====== Extracted material
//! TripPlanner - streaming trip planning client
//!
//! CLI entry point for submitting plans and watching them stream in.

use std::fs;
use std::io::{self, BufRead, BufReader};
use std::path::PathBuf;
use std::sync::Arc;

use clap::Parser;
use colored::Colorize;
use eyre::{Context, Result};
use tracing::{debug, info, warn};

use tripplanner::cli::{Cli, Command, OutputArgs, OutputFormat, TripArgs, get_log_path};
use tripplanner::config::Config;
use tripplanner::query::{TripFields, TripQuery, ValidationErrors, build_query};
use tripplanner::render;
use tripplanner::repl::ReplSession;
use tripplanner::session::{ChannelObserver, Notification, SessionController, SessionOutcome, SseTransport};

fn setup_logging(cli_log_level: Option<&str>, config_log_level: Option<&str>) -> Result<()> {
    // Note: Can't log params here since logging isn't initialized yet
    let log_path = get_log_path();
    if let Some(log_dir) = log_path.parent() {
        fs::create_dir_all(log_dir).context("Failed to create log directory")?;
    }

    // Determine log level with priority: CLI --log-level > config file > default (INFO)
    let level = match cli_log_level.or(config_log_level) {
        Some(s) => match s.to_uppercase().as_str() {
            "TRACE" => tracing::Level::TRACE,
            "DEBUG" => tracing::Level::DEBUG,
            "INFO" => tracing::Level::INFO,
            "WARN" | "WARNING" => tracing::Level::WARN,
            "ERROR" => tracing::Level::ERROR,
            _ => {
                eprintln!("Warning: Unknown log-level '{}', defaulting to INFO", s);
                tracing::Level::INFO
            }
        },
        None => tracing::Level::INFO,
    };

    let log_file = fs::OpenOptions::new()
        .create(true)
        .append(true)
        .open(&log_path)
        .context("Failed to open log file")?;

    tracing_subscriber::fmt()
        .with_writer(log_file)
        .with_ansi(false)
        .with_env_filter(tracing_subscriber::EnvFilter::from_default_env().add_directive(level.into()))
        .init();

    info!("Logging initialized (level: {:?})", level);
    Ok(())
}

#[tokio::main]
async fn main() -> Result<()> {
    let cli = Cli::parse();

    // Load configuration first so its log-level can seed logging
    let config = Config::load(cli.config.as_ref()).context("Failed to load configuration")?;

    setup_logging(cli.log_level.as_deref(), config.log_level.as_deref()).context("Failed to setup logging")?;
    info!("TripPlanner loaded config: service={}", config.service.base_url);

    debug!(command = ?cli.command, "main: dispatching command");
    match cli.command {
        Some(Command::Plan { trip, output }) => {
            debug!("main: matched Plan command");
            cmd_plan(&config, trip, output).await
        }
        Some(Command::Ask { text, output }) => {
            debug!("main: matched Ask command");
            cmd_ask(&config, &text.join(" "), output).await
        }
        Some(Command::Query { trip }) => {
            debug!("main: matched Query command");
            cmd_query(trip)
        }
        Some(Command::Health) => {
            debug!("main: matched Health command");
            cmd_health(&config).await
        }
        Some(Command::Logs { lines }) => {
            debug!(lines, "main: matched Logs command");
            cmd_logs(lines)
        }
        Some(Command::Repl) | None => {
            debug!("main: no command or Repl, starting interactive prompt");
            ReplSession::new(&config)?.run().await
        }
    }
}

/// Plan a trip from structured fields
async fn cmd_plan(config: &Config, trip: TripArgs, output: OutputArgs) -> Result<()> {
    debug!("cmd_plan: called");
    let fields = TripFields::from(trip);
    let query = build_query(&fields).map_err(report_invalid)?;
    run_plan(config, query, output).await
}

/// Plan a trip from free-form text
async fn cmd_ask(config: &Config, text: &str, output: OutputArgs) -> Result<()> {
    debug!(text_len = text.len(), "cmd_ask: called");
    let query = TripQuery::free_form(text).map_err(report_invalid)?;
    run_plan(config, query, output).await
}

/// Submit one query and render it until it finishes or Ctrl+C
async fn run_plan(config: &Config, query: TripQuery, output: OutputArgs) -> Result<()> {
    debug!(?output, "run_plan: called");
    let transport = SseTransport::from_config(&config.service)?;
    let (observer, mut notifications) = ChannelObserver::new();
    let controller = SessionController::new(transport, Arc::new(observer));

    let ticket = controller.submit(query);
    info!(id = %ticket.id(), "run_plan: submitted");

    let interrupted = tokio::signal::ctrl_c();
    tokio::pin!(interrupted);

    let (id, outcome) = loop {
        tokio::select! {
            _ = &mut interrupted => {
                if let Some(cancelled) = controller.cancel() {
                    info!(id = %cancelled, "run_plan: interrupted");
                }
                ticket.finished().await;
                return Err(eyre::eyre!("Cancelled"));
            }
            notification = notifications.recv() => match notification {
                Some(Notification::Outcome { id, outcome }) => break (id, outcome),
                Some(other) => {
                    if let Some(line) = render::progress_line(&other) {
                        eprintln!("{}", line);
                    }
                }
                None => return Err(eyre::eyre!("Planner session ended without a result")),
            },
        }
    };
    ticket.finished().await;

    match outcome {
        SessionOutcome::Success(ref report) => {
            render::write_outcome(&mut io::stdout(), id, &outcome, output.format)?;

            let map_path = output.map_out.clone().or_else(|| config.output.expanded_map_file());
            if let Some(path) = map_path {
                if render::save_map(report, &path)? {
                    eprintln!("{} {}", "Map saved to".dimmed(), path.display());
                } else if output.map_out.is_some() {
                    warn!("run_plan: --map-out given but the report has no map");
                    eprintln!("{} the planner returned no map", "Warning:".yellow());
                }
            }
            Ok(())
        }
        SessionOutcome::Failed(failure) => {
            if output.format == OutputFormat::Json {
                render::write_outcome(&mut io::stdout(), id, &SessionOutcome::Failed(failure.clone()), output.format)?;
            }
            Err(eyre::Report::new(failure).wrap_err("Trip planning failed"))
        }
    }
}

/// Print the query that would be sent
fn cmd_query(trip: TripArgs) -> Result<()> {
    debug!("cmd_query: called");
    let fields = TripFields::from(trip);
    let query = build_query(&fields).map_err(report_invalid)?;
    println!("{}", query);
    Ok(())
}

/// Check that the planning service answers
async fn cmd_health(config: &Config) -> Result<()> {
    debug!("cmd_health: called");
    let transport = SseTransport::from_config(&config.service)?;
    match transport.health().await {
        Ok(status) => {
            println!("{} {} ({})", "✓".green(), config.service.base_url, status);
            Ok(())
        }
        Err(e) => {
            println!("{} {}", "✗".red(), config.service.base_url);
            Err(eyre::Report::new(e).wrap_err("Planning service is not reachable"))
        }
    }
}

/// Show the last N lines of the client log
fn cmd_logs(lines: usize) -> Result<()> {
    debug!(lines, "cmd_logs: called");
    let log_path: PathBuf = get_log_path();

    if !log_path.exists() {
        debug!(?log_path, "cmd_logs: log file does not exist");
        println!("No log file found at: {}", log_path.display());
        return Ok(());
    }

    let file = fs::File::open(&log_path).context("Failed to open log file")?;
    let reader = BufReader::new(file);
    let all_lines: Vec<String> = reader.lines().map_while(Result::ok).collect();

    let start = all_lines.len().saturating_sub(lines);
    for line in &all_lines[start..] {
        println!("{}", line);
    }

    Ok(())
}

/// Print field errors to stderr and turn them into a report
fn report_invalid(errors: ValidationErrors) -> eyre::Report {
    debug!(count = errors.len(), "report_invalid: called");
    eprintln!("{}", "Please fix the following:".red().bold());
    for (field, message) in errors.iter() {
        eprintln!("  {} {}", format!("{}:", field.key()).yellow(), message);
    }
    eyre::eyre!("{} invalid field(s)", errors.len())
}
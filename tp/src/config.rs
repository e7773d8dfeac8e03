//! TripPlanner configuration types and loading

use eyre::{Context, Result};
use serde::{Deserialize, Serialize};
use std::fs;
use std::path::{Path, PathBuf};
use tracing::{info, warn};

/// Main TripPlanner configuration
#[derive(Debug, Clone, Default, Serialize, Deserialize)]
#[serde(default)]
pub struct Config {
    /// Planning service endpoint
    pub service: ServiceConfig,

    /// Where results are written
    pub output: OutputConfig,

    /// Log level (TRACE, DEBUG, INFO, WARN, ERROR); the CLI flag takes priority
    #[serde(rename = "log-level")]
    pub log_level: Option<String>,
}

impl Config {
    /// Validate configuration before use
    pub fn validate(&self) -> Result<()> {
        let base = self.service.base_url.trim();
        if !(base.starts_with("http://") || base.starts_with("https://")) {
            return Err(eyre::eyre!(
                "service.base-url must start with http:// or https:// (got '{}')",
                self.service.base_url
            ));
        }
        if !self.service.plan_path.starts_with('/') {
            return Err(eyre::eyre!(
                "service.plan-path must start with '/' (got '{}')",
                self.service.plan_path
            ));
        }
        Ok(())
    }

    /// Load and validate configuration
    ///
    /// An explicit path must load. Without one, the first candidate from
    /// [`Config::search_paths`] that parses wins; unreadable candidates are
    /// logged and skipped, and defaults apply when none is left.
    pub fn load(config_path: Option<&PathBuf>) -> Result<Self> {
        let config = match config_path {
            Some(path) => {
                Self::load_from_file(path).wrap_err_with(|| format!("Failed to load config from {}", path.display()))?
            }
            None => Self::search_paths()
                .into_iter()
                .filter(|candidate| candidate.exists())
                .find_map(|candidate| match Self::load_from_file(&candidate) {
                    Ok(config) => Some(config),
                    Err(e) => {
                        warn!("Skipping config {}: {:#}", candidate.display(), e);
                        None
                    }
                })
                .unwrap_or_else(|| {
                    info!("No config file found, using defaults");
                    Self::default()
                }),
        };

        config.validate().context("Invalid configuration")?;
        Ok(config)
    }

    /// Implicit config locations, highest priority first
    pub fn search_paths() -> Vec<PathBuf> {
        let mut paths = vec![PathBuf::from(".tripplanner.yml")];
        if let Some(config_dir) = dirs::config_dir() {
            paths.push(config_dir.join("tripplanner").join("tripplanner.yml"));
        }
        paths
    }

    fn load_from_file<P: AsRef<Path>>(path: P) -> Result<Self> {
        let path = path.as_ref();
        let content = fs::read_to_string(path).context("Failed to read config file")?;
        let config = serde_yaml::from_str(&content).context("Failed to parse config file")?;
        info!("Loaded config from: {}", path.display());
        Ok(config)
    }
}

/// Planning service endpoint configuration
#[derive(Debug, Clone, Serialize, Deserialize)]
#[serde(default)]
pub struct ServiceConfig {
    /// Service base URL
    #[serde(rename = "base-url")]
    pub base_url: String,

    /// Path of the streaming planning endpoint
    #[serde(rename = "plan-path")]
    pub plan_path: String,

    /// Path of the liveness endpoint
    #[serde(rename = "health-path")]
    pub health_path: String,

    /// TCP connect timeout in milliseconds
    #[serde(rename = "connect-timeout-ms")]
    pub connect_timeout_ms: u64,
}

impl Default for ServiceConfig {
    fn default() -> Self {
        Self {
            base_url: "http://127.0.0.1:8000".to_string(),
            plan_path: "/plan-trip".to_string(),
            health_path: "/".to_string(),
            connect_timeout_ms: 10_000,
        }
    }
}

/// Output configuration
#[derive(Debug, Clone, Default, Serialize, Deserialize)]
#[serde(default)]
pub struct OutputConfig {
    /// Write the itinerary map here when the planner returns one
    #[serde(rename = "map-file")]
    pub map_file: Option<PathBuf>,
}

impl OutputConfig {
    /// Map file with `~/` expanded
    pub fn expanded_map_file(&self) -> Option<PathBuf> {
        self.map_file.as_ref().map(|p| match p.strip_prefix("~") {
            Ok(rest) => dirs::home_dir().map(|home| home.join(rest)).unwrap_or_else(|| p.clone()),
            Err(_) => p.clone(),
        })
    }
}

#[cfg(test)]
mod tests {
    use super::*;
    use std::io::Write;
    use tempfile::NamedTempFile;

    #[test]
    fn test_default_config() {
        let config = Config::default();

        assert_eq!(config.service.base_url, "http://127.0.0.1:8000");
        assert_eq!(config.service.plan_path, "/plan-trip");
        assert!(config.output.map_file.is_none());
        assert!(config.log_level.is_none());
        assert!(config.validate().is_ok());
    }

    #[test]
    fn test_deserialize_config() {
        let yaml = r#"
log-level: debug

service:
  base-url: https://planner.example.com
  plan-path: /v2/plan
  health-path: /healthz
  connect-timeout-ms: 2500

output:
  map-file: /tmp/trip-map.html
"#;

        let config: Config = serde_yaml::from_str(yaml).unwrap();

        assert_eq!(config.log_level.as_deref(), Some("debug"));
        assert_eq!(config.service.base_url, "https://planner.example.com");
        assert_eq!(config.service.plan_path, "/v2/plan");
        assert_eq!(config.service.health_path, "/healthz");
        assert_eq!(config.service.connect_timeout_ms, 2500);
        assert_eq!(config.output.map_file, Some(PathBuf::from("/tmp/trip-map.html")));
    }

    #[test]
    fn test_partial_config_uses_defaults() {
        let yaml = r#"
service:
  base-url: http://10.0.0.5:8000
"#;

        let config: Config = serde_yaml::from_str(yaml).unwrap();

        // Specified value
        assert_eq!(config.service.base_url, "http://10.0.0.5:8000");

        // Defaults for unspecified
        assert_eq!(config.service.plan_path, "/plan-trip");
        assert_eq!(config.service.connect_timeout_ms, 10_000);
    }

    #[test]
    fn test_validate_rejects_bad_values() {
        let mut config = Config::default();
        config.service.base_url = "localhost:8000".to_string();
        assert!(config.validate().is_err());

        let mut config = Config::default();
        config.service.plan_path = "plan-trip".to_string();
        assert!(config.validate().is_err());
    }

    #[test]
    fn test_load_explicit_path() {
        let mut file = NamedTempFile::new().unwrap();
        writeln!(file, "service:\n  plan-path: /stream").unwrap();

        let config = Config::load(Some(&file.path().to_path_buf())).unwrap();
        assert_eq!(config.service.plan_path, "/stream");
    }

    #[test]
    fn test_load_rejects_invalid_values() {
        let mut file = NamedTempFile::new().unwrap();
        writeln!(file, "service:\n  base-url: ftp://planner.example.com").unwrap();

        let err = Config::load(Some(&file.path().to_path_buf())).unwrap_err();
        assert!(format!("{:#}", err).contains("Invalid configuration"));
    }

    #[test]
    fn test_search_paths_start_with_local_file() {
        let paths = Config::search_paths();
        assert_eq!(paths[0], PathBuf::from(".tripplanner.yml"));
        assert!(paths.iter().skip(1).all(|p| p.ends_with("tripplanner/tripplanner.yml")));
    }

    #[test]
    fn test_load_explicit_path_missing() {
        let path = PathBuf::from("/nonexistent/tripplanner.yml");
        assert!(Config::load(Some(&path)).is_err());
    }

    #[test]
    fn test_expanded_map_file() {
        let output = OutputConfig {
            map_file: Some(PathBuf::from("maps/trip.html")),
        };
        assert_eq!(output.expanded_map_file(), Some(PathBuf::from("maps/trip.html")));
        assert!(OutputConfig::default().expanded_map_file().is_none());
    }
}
============
====== Extracted material
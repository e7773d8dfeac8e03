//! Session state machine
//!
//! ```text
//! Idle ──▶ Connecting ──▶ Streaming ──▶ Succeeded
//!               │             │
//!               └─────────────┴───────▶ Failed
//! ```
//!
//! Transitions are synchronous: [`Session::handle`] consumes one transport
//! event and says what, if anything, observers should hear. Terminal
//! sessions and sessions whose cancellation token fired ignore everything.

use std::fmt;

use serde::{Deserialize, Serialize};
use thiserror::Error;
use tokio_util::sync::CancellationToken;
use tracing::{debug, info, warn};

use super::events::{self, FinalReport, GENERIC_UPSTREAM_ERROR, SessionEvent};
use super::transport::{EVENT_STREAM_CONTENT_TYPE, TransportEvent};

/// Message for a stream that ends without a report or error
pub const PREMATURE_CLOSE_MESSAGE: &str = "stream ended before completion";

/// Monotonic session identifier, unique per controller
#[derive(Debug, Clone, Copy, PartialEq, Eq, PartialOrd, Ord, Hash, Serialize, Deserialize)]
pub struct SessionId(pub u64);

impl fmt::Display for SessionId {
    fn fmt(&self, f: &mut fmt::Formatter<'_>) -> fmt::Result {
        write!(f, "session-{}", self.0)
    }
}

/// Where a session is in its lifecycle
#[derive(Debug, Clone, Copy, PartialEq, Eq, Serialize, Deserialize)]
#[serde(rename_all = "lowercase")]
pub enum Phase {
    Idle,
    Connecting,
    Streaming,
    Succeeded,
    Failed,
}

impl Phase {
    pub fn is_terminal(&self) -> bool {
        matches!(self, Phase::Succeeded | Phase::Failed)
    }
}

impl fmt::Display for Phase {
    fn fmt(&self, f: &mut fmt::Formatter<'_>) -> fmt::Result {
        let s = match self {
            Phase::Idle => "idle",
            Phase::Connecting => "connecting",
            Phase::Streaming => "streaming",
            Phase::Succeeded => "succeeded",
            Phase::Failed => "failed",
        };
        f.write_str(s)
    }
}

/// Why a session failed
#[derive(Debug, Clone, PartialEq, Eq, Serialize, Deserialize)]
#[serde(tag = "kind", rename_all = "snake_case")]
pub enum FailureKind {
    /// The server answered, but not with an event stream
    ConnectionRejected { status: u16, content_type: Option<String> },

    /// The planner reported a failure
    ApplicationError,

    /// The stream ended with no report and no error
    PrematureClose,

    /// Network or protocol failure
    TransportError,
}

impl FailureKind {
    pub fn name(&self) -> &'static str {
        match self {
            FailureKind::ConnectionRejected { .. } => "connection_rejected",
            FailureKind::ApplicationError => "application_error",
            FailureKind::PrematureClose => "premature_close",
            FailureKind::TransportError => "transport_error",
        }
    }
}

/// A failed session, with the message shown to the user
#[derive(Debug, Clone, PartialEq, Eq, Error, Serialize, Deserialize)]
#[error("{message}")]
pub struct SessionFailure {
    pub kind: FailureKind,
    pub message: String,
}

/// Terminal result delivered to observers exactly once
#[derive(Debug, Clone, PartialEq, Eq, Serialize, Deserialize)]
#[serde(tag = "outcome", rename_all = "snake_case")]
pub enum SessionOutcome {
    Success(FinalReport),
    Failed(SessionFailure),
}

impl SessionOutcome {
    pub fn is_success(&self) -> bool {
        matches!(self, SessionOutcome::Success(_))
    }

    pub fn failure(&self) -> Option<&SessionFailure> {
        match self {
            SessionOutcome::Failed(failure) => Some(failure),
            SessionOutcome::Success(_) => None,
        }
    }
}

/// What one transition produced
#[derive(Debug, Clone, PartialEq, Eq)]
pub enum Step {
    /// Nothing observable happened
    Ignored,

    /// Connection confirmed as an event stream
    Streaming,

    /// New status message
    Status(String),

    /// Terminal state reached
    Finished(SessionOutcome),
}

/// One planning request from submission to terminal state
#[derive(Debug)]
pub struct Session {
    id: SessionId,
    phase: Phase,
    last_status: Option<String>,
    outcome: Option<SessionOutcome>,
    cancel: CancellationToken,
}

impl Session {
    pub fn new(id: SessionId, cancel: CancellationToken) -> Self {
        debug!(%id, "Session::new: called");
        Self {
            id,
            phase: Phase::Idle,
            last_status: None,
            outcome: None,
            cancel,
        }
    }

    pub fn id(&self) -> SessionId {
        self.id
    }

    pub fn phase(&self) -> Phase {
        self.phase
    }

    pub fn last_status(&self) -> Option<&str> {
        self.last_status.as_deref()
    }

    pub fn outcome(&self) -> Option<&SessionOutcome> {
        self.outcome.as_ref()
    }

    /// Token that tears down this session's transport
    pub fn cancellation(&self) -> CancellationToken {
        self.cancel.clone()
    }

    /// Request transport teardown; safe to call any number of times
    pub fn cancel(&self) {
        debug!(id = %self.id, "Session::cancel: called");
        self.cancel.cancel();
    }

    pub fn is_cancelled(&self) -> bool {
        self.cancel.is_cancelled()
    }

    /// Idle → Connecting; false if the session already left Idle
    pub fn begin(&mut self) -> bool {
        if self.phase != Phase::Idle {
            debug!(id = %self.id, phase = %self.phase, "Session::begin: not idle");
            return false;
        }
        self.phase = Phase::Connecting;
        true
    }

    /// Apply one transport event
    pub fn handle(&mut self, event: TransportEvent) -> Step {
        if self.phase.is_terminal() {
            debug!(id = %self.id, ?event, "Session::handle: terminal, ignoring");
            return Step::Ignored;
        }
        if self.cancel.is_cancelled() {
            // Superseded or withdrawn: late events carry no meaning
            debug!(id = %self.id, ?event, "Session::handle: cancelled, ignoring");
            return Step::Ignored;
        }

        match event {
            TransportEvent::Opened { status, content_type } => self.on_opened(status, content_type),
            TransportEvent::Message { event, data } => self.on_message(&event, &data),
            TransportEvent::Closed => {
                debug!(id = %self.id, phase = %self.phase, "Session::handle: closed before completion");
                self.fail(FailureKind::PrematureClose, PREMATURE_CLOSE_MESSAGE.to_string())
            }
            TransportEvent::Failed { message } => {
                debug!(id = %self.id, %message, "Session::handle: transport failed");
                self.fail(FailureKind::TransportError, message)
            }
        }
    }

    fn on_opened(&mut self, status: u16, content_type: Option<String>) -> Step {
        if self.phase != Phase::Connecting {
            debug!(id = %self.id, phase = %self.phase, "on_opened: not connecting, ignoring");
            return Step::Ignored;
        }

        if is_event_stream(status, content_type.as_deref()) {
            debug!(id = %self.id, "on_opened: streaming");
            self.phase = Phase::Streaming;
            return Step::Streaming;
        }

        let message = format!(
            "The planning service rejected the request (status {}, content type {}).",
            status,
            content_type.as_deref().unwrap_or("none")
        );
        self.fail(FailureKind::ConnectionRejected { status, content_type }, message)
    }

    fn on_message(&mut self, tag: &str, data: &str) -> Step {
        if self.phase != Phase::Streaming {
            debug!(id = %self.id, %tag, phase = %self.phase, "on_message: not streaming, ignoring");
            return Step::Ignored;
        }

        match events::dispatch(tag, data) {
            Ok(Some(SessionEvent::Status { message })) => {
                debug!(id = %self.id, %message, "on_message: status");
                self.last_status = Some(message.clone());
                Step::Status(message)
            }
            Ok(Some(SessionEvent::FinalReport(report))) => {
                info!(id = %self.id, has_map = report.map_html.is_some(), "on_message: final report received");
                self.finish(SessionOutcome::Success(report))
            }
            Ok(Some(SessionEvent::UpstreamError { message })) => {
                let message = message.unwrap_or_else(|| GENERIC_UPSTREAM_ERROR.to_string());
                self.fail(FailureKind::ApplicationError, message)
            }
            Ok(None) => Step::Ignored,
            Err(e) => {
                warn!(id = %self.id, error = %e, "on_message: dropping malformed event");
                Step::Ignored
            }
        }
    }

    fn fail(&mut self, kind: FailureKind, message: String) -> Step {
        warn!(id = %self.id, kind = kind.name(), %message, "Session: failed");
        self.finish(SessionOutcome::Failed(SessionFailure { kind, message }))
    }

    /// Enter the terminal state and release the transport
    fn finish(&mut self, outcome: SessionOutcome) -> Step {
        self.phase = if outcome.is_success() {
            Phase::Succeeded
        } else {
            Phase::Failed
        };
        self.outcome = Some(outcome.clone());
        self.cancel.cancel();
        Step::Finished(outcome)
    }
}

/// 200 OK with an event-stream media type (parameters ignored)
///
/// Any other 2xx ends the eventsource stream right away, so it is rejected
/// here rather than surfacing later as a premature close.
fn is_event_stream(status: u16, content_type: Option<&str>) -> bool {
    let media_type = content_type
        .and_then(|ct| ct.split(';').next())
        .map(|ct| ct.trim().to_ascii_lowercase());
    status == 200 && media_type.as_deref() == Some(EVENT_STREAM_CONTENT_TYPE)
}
============
What is expected:
Wherever a line in the records above includes "TripArgs", count it, then give the total and nothing besides.

Response box:
3